Derrière la question de la corrida, et du traitement cruel infligé à des animaux, se pose un problème grave. Car la loi est utilisée pour donner satisfaction à une revendication identitaire, pour ne pas dire communautaire. La loi n’est plus l’expression de la volonté générale, mais celle des différentes communautés et des lobbies qui les représentent.

Sur le web

Voir les commentaires (12)

Laisser un commentaire

Créer un compte Tous les commentaires (12)
  • Ce qui est barbare, c’est que la viande est foutue après leur petite sauterie.
    Si c’est pas malheureux…

  • « Car la loi est utilisée pour donner satisfaction à une revendication identitaire, pour ne pas dire communautaire. La loi n’est plus l’expression de la volonté générale, mais celle des différentes communautés et des lobbies qui les représentent. »
    Mon dieu comment peut-on encore écrire des choses pareilles !
    Depuis quand la loi, règle générale et impersonnelle, aurait-elle pour fonction d’écraser les minorités et d’uniformiser la vie, la culture, et les racines des citoyens dans leur diversité ?
    La loi démocratique est-elle nécessairement celle qui pourfend les particularismes, lesquels sont réduits, par un raccourci saisissant de mme Letteron, à de vulgaires lobbies.
    Pardon, mais s’est une vision très singulière du droit et de la démocratie, qui frise le contresens.

  • En application de ce même principe il faudrait donc totalement interdire :
    La chasse
    La pêche
    L’entomologie, les collections de papillons ou d’autres insectes
    La taxidermie
    La viande hallal
    La Viande Casher.
    Le port du foulard ou de la Kipa.
    Etc etc etc etc…

    Ah, oui aussi, il faudrait interdire l’exception culturelle et cultuelle. Et ainsi obliger l’Alsace Lorraine à adopter exactement les mêmes lois que le reste de la France. Puisque la loi de séparation de l’église et de l’état n’était pas applicable en 1905 dans ces régions qui étaient allemandes.

    Je n’aime pas la corrida, mais c’est belle et bien une tradition. Et je rappelle à l’auteur qu’au nom de la Tradition, l’Europe impose de sauvegarder les « Langues Régionales ». Qui ne sont en fait qu’une demande de petits groupes fortement « identitaire et communautaire ». Hors sauvegarder une « Langue Régionale » passe aussi par sauvegarder la culture dans laquelle elle est apparue !!!
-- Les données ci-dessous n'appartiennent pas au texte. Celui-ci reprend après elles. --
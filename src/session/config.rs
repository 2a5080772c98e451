//! Per-session configuration.

use std::path::PathBuf;
use std::time::Duration;

/// Default shell the transport drives.
pub const DEFAULT_SHELL: &str = "powershell.exe";

/// Default path-translation helper.
pub const DEFAULT_PATH_TRANSLATOR: &str = "wslpath";

/// Default PowerShell configuration endpoint.
pub const DEFAULT_CONFIGURATION_NAME: &str = "Microsoft.PowerShell";

/// Default per-operation timeout.
pub const DEFAULT_OPERATION_TIMEOUT: Duration = Duration::from_secs(20);

/// Where commands run.
#[derive(Debug, Clone, PartialEq, Eq)]
pub enum Target {
    /// The local shell, addressed as `addr` for logging.
    Local { addr: String },
    /// A Hyper-V guest reached through a remote-session script.
    VirtualMachine { name: String },
}

impl Target {
    /// Whether commands are wrapped in a remote-session script.
    pub fn is_virtual_machine(&self) -> bool {
        matches!(self, Target::VirtualMachine { .. })
    }
}

/// Session configuration, fixed for the life of a session.
#[derive(Debug, Clone, PartialEq, Eq)]
pub struct SessionConfig {
    /// Host name or address of the managed node.
    pub remote_addr: String,
    /// Hyper-V guest name. Selects the virtual-machine target when set.
    pub vm_name: Option<String>,
    /// User to log in as.
    pub remote_user: Option<String>,
    /// Password for `remote_user`; only used for a virtual-machine target.
    pub remote_password: Option<String>,
    /// Working directory for spawned children.
    pub working_dir: Option<PathBuf>,
    /// Whether module input is pipelined over stdin.
    pub pipelining: bool,
    /// Per-operation timeout. Carried for the caller; not enforced here.
    pub operation_timeout: Duration,
    /// PowerShell configuration endpoint. Carried for the caller.
    pub configuration_name: String,
    /// Shell executable name or path.
    pub shell: String,
    /// Path-translation helper; `None` keeps paths unchanged.
    pub path_translator: Option<String>,
}

impl Default for SessionConfig {
    fn default() -> Self {
        Self {
            remote_addr: "localhost".to_string(),
            vm_name: None,
            remote_user: None,
            remote_password: None,
            working_dir: None,
            pipelining: false,
            operation_timeout: DEFAULT_OPERATION_TIMEOUT,
            configuration_name: DEFAULT_CONFIGURATION_NAME.to_string(),
            shell: DEFAULT_SHELL.to_string(),
            path_translator: Some(DEFAULT_PATH_TRANSLATOR.to_string()),
        }
    }
}

impl SessionConfig {
    /// Create a config for the local shell.
    pub fn local() -> Self {
        Self::default()
    }

    /// Create a config for the Hyper-V guest `name`.
    pub fn virtual_machine(name: impl Into<String>) -> Self {
        Self {
            vm_name: Some(name.into()),
            ..Self::default()
        }
    }

    /// Set the guest credentials.
    pub fn credentials(mut self, user: impl Into<String>, password: impl Into<String>) -> Self {
        self.remote_user = Some(user.into());
        self.remote_password = Some(password.into());
        self
    }

    /// Set the shell executable.
    pub fn shell(mut self, shell: impl Into<String>) -> Self {
        self.shell = shell.into();
        self
    }

    /// Set the working directory.
    pub fn working_dir(mut self, dir: impl Into<PathBuf>) -> Self {
        self.working_dir = Some(dir.into());
        self
    }

    /// Set the path translator; `None` disables translation.
    pub fn path_translator(mut self, translator: Option<String>) -> Self {
        self.path_translator = translator;
        self
    }

    /// Enable or disable pipelining.
    pub fn pipelining(mut self, enabled: bool) -> Self {
        self.pipelining = enabled;
        self
    }

    /// The single target this configuration selects.
    ///
    /// An empty `vm_name` counts as unset.
    pub fn target(&self) -> Target {
        match self.vm_name.as_deref() {
            Some(name) if !name.is_empty() => Target::VirtualMachine {
                name: name.to_string(),
            },
            _ => Target::Local {
                addr: self.remote_addr.clone(),
            },
        }
    }

    /// User name, or empty when unset.
    pub fn user(&self) -> &str {
        self.remote_user.as_deref().unwrap_or_default()
    }

    /// Password, or empty when unset.
    pub fn password(&self) -> &str {
        self.remote_password.as_deref().unwrap_or_default()
    }
}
  • Les juristes oublie vraiment d’être libéral parfois, à trop croire en la loi (de la république) il en oublie toute réflexion sur le droit.
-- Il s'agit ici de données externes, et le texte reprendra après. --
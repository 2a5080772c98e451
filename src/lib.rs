//! # wsl2-transport
//!
//! Command and file transport for a WSL host or a Hyper-V guest, driven
//! through the Windows PowerShell binary.
//!
//! A [`TransportSession`] runs each command as one `powershell.exe -c`
//! child. When a virtual machine is configured the command is first wrapped
//! in a remote-session script that opens `New-PSSession -VMName` inside the
//! guest. File transfers translate the controller path with `wslpath -w`
//! and either copy locally or run a `Copy-Item -ToSession` script.
//!
//! ## Quick Start
//!
//! ```no_run
//! use wsl2_transport::{SessionConfig, TransportSession};
//!
//! fn main() -> wsl2_transport::Result<()> {
//!     wsl2_transport::logging::try_init().ok();
//!
//!     let config = SessionConfig::virtual_machine("build-agent")
//!         .credentials("Administrator", "secret");
//!     let mut session = TransportSession::new(config);
//!     session.connect();
//!
//!     let result = session.exec_command("hostname", None, false)?;
//!     println!("{} -> {}", result.exit_code, result.stdout_lossy());
//!
//!     session.put_file("/tmp/module.ps1", r"C:\Temp\module.ps1")?;
//!     session.close();
//!     Ok(())
//! }
//! ```

pub mod cli;
pub mod config;
pub mod error;
pub mod escalation;
pub mod logging;
pub mod process;
pub mod script;
pub mod session;
pub mod transfer;

// Re-export commonly used types
pub use error::{Result, TransportError};
pub use escalation::{Become, NoEscalation, PromptBased};
pub use process::{ProcessResult, ProcessRunner, SystemRunner};
pub use session::{AsyncSession, ConnectionState, SessionConfig, Target, TransportSession};
pub use transfer::{Direction, TransferRequest};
  • « La corrida est intolérable, un taureau qui vit 5 ans quasi libre dans la nature pour mourir en combattant, très mauvais exemple, à vite renvoyer au néant cathare animalier, pas de corrida plus d’existence impie de taureau … Le benêt est beaucoup plus à l’image du veau qu’il mange, 5 mois dans du béton Duflot, le noir complet, puis égorgé à vif par un barbu. Magnifique vie de veau-benêt, encensé par nos bobos bien-pensants ! D’ailleurs renvoyons aussi les diaboliques lions, impalas et crocodiles au néant, en y Duflot-bétonnant des Carrefours … pour les caddies des pieux sexes décérébrés, remplis de sachets de purée d’insectes, leur future pâtée quand ils seront 15 milliards d’esclaves en batterie. Et n’oublions pas que le toréro est courageux, inconcevable … » Gauleiter de l’Empire

  • La loi n’a jamais été que la formalisation coercitive de revendications d’intérêts privés, et la « volonté générale » n’est qu’un déguisement de la tyrannie d’une majorité électorale ( et relative).

    • Alors comme ça…

      « La loi n’est plus l’expression de la volonté générale, mais celle des différentes communautés et des lobbies qui les représentent. »

      Une loi doit être l’expression de la volonté générale !?

      C’est nouveau ça !

      Parce que 90% des gens estiment qu’il faut imposer les gens à plus de 50%, imposer les gens à 50% est juste et doit être Loi…

      Comme l’a dit Montesquieu… » Quelque chose n’est pas juste parce qu’il est loi mais ce qui est juste doit être Loi ».

      Les lois reflètent les désirs de politiciens, qui eux, ne reflètent PAS forcément les désirs des citoyens ! Ce genre de chose est habituel.

  • Je veux bien croire et penser que ce qui est injuste est le fait que la corrida soit autorisée pour certains et pas pour d’autres, au lieu d’être autorisée pour tous.
    Mais que cette dame ne vienne pas nous dicter comment on doit vivre, quelles traditions on doit « préserver » et quelles traditions ont doit abandonner, elle sera bien reçue! L’État n’a pas à venir mettre son nez la-dedans, les traditions sont et doivent rester le faits d’individus et non l’expression de la volonté étatique!

  • Je partage tout à fait les opinions exprimées par les commentateurs.
    L’uniformisation est une pathologie mentale!
    J’ajouterais que la proposition de Loi citée en référence ( par geneviève gaillard) est l’expression même de la stupidité prohibitioniste la plus affirmée.
    Evidemment, la zélatrice du bien et de l’harmonie prétend, comme tote bonne collectiviste, « préserver » les enfants d’influences nocives etc, etc..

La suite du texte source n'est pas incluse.